┌──

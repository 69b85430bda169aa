//! Sales and inventory figures for the back-office dashboard.

use std::collections::{BTreeMap, HashMap};

use chrono::NaiveDate;
use rust_decimal::Decimal;
use serde::Serialize;

use autopos_core::{PaymentMethod, Price};

use crate::models::{Order, Product};

/// Headline sales figures.
#[derive(Debug, Clone, Copy, PartialEq, Eq, Default, Serialize)]
#[serde(rename_all = "camelCase")]
pub struct SalesSummary {
    pub order_count: usize,
    pub units_sold: u64,
    /// Sum of order totals, tax included.
    pub revenue: Price,
    pub tax_collected: Price,
    /// Revenue divided by order count; zero without orders.
    pub average_order_value: Price,
}

impl SalesSummary {
    #[must_use]
    pub fn from_orders(orders: &[Order]) -> Self {
        let revenue: Price = orders.iter().map(|o| o.totals.total).sum();
        let average_order_value = if orders.is_empty() {
            Price::ZERO
        } else {
            Price::new((revenue.amount() / Decimal::from(orders.len())).round_dp(2))
        };

        Self {
            order_count: orders.len(),
            units_sold: orders.iter().map(Order::unit_count).sum(),
            revenue,
            tax_collected: orders.iter().map(|o| o.totals.tax).sum(),
            average_order_value,
        }
    }
}

/// Pre-tax line revenue per make, largest first. Ties are alphabetical.
#[must_use]
pub fn revenue_by_make(orders: &[Order]) -> Vec<(String, Price)> {
    let mut totals: BTreeMap<&str, Price> = BTreeMap::new();
    for line in orders.iter().flat_map(|o| &o.items) {
        *totals.entry(line.product.make.as_str()).or_default() += line.line_total();
    }

    let mut ranked: Vec<(String, Price)> = totals
        .into_iter()
        .map(|(make, revenue)| (make.to_string(), revenue))
        .collect();
    ranked.sort_by(|a, b| b.1.cmp(&a.1));
    ranked
}

/// Order totals per UTC calendar day, oldest day first.
#[must_use]
pub fn sales_by_day(orders: &[Order]) -> Vec<(NaiveDate, Price)> {
    let mut days: BTreeMap<NaiveDate, Price> = BTreeMap::new();
    for order in orders {
        *days.entry(order.placed_on()).or_default() += order.totals.total;
    }
    days.into_iter().collect()
}

/// Order totals per payment method, in [`PaymentMethod::ALL`] order.
/// Methods without orders are listed with zero.
#[must_use]
pub fn revenue_by_payment_method(orders: &[Order]) -> Vec<(PaymentMethod, Price)> {
    let mut totals: HashMap<PaymentMethod, Price> = HashMap::new();
    for order in orders {
        *totals.entry(order.payment_method).or_default() += order.totals.total;
    }
    PaymentMethod::ALL
        .into_iter()
        .map(|method| (method, totals.get(&method).copied().unwrap_or_default()))
        .collect()
}

/// Stock on hand.
#[derive(Debug, Clone, PartialEq, Eq, Serialize)]
#[serde(rename_all = "camelCase")]
pub struct InventorySummary {
    pub product_count: usize,
    pub units_in_stock: u64,
    /// Sum of `price * stock`.
    pub stock_value: Price,
    /// Ids of products at or below the low-stock threshold.
    pub low_stock: Vec<String>,
}

impl InventorySummary {
    #[must_use]
    pub fn from_products(products: &[Product], low_stock_threshold: u32) -> Self {
        Self {
            product_count: products.len(),
            units_in_stock: products.iter().map(|p| u64::from(p.stock)).sum(),
            stock_value: products.iter().map(|p| p.price.times(p.stock)).sum(),
            low_stock: products
                .iter()
                .filter(|p| p.is_low_stock(low_stock_threshold))
                .map(|p| p.id.to_string())
                .collect(),
        }
    }
}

└──

WHAT TO PRODUCE:
From the listing above, copy every line where the string "days" is found.

WRITTEN REPLY:
    let mut days: BTreeMap<NaiveDate, Price> = BTreeMap::new();
        *days.entry(order.placed_on()).or_default() += order.totals.total;
    days.into_iter().collect()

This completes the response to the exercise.